Also, what I'm currently testing on mostly is the BIOS POST running(which doesn't enable paging at all). I already see 36.58% being spent on executing the virtual CPU, of which 16.99% on reading opcodes and prefixes(and 12.37% on executing the instructions themselves), of which 12.79% fetching the opcode bytes themselves, mostly 4.37% on memory access checking(including non-paging memory for 1.99%, the prefetch queue(0.48%), keeping the current opcode 0.08% and 0.13% on determining the current default operand/address sizes for the instruction). Of said opcode byte fetching, 9.17% is spent purely on fetching the opcodes from memory to the PIQ.
Said function(BIU_dosboxTick, for 9.17%), 3.52% is it's own code, 2.33% for the bus access for memory(anything read from RAM/ROM/MMIO), 1.22% for checking the paging unit's address(checkMMUaccess(), which calls the mmu's checkDirectMMUaccess(), which does nothing for this code(paging is disabled, so it simply returns 0). Said function will usually call CPU_Paging_checkPage, which will in turn call readTLB up to 2 times(once for 4MB(Pentium only) and once for 4KB pages, finishing on the very first one found)).

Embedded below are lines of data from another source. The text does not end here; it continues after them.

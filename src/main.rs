use balance_scanner::{
    load_addresses, spawn_scan, Aggregator, Args, BalanceFetcher, FetcherConfig, RecordSink,
};
use clap::Parser;
use eyre::Result;
use indicatif::{ProgressBar, ProgressStyle};
use log::{info, warn};
use std::sync::Arc;

#[tokio::main]
async fn main() -> Result<()> {
    let args = Args::parse();

    // Init logging; stderr keeps the progress bar clean.
    env_logger::Builder::new()
        .filter_level(args.log_level())
        .target(env_logger::Target::Stderr)
        .init();

    // Load the address list
    let addresses = load_addresses(&args.input_list)?;
    if addresses.is_empty() {
        warn!("address list {} is empty", args.input_list.display());
        return Ok(());
    }

    // Create the fetcher
    let fetcher = Arc::new(BalanceFetcher::new(FetcherConfig {
        proxy: args.proxy.clone(),
        ..FetcherConfig::default()
    })?);

    // Optional raw-record sink
    let sink = match &args.output {
        Some(path) => Some(RecordSink::create(path)?),
        None => None,
    };

    let workers = args.worker_count();
    info!("checking {} addresses with {} workers", addresses.len(), workers);

    let bar = ProgressBar::new(addresses.len() as u64);
    bar.set_style(
        ProgressStyle::default_bar()
            .template("  [{bar:40}] {pos}/{len} ({eta})")
            .unwrap(),
    );

    // Fan out, then consume completions as they arrive
    let mut outcomes = spawn_scan(fetcher, addresses, workers);
    let mut aggregator = Aggregator::new(sink);

    while let Some(outcome) = outcomes.recv().await {
        aggregator.ingest(outcome)?;
        bar.inc(1);
    }
    bar.finish_and_clear();

    let report = aggregator.finish()?;
    if report.failed > 0 {
        warn!(
            "{} of {} addresses could not be checked",
            report.failed, report.processed
        );
    }

    Ok(())
}
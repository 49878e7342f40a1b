//! # 位图包装模块
//!
//! 位图 → SVG 不做像素转换：生成一个最小 SVG 容器，
//! 以内嵌 Data URL 的 `<image>` 引用原始位图字节，不解码位图。

use std::io::Cursor;

use base64::{Engine as _, engine::general_purpose};
use quick_xml::Writer;
use quick_xml::events::{BytesEnd, BytesStart, Event};

use super::ConvertError;
use super::dimension::ResolvedSize;
use super::source::SourceFormat;

const SVG_NAMESPACE: &str = "http://www.w3.org/2000/svg";

/// 生成包装 SVG 文本。
pub fn wrap_raster(
    payload: &[u8],
    format: SourceFormat,
    size: ResolvedSize,
) -> Result<String, ConvertError> {
    let width = size.width.to_string();
    let height = size.height.to_string();
    let href = format!(
        "data:{};base64,{}",
        format.mime_type(),
        general_purpose::STANDARD.encode(payload)
    );

    let mut root = BytesStart::new("svg");
    root.push_attribute(("xmlns", SVG_NAMESPACE));
    root.push_attribute(("width", width.as_str()));
    root.push_attribute(("height", height.as_str()));

    let mut image = BytesStart::new("image");
    image.push_attribute(("href", href.as_str()));
    image.push_attribute(("width", width.as_str()));
    image.push_attribute(("height", height.as_str()));

    let mut writer = Writer::new(Cursor::new(Vec::with_capacity(href.len() + 256)));
    for event in [
        Event::Start(root),
        Event::Empty(image),
        Event::End(BytesEnd::new("svg")),
    ] {
        writer
            .write_event(event)
            .map_err(|e| ConvertError::EncodeFailed(format!("SVG 写出失败：{}", e)))?;
    }

    String::from_utf8(writer.into_inner().into_inner())
        .map_err(|e| ConvertError::EncodeFailed(format!("SVG 输出不是 UTF-8：{}", e)))
}
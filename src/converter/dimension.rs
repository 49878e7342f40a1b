//! # 尺寸解析模块
//!
//! ## 设计思路
//!
//! 把“显式宽高 / 缩放倍数 / 原始尺寸”三类输入折算为最终像素尺寸，纯函数、无副作用。
//!
//! 规则按顺序匹配：
//! 1. 宽高都给出：原样使用（不保持宽高比，允许拉伸）
//! 2. 只给一边：按原始宽高比推算另一边，四舍五入（远离零）
//! 3. 只给缩放：原始尺寸乘以倍数，同样四舍五入
//! 4. 都没有：请求无效

use serde::{Deserialize, Serialize};

use super::ConvertError;

/// 调用方给出的尺寸参数。
///
/// 显式宽高优先于缩放倍数；二者的互斥关系由调用方（UI 层）保证。
#[derive(Debug, Clone, Copy, Default, PartialEq, Serialize, Deserialize)]
pub struct SizeSpec {
    pub width: Option<u32>,
    pub height: Option<u32>,
    pub scale: Option<f64>,
}

impl SizeSpec {
    pub fn exact(width: u32, height: u32) -> Self {
        Self {
            width: Some(width),
            height: Some(height),
            scale: None,
        }
    }

    pub fn width(width: u32) -> Self {
        Self {
            width: Some(width),
            ..Self::default()
        }
    }

    pub fn height(height: u32) -> Self {
        Self {
            height: Some(height),
            ..Self::default()
        }
    }

    pub fn scale(scale: f64) -> Self {
        Self {
            scale: Some(scale),
            ..Self::default()
        }
    }

    /// 是否至少给出了一项尺寸输入。
    pub fn has_any_input(&self) -> bool {
        self.width.is_some() || self.height.is_some() || self.scale.is_some()
    }
}

/// 源图原始尺寸（位图来自文件头，SVG 来自属性或默认值）。
#[derive(Debug, Clone, Copy, PartialEq, Eq, Serialize, Deserialize)]
pub struct IntrinsicSize {
    pub width: u32,
    pub height: u32,
}

/// 解析后的最终尺寸，宽高均 ≥ 1。
#[derive(Debug, Clone, Copy, PartialEq, Eq, Serialize, Deserialize)]
pub struct ResolvedSize {
    pub width: u32,
    pub height: u32,
}

/// 按规则解析最终尺寸。
///
/// # 示例
/// ```rust
/// use image_format_converter::{resolve_size, IntrinsicSize, SizeSpec};
///
/// let size = resolve_size(&SizeSpec::width(200), IntrinsicSize { width: 400, height: 300 })?;
/// assert_eq!((size.width, size.height), (200, 150));
/// # Ok::<(), image_format_converter::ConvertError>(())
/// ```
pub fn resolve_size(spec: &SizeSpec, intrinsic: IntrinsicSize) -> Result<ResolvedSize, ConvertError> {
    for (name, value) in [("width", spec.width), ("height", spec.height)] {
        if value == Some(0) {
            return Err(ConvertError::InvalidSizeSpec(format!("{} 不能为 0", name)));
        }
    }

    match (spec.width, spec.height) {
        (Some(width), Some(height)) => Ok(ResolvedSize { width, height }),
        (Some(width), None) => {
            ensure_aspect_ratio(intrinsic)?;
            let height = round_dimension(width as f64 * intrinsic.height as f64 / intrinsic.width as f64)?;
            Ok(ResolvedSize { width, height })
        }
        (None, Some(height)) => {
            ensure_aspect_ratio(intrinsic)?;
            let width = round_dimension(height as f64 * intrinsic.width as f64 / intrinsic.height as f64)?;
            Ok(ResolvedSize { width, height })
        }
        (None, None) => {
            let scale = spec.scale.ok_or_else(|| {
                ConvertError::InvalidSizeSpec("未提供宽度、高度或缩放倍数".to_string())
            })?;

            if !scale.is_finite() || scale <= 0.0 {
                return Err(ConvertError::InvalidSizeSpec(format!(
                    "缩放倍数必须为正数：{}",
                    scale
                )));
            }
            ensure_aspect_ratio(intrinsic)?;

            Ok(ResolvedSize {
                width: round_dimension(intrinsic.width as f64 * scale)?,
                height: round_dimension(intrinsic.height as f64 * scale)?,
            })
        }
    }
}

fn ensure_aspect_ratio(intrinsic: IntrinsicSize) -> Result<(), ConvertError> {
    if intrinsic.width == 0 || intrinsic.height == 0 {
        return Err(ConvertError::DegenerateAspectRatio {
            width: intrinsic.width,
            height: intrinsic.height,
        });
    }
    Ok(())
}

/// `f64::round` 即四舍五入远离零；推算结果不足 1 像素时取 1。
fn round_dimension(value: f64) -> Result<u32, ConvertError> {
    let rounded = value.round();
    if rounded > u32::MAX as f64 {
        return Err(ConvertError::ResourceLimit(format!("目标尺寸溢出：{}", value)));
    }
    Ok((rounded as u32).max(1))
}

Then there's 0.94% writing the PIQ data to the queue,0.47% checking the PIQ's free size and finally 0.51% calculating the linear memory address from the segment:offset pair.
Then, of the bus access(2.33%), it becomes 3.12% including normal instruction memory reads, of which 1.44% is reading the BIOS ROM in memory. That's one function executing only: BIOS_readhandler.Of which 0.10% is determining it's the ROM, 0.08 checking for a linear ROM(custom ROM), 0.12% determining the ROMs used(U18/19, U13/15, U27/47 or U34/35), 0.12% checking for the doubled ROM substraction, 0.08% determining the ROM number(13 or 15) and checking for out-of-range of the allocated ROM, finally(the most heavy part) 0.27% reading the byte from the ROM and storing it in the result, 0.47% returning success(which is a simply "return 1;") to make the MMU not map to RAM or NULL(which is the case with the ROM area) instead.
Edit: Just saw a little optimization(just a little one): The check for the PIQ's free size is done twice(once at the start, once further down). Those can be easily combined into 1 call only(it doesn't change in the meanwhile anyway).
Edit: Said optimization brings checking the PIQ free size down to 0.27%(previously 0.47%).
The function itself is now brought down to 2.83% for it's own contents, 7.6% for the entire function(previously 9.17% for the entire function and 3.52% for it's contents respectively).
Still, 7.6% is still almost 1/10th of the entire execution time, which is quite a lot?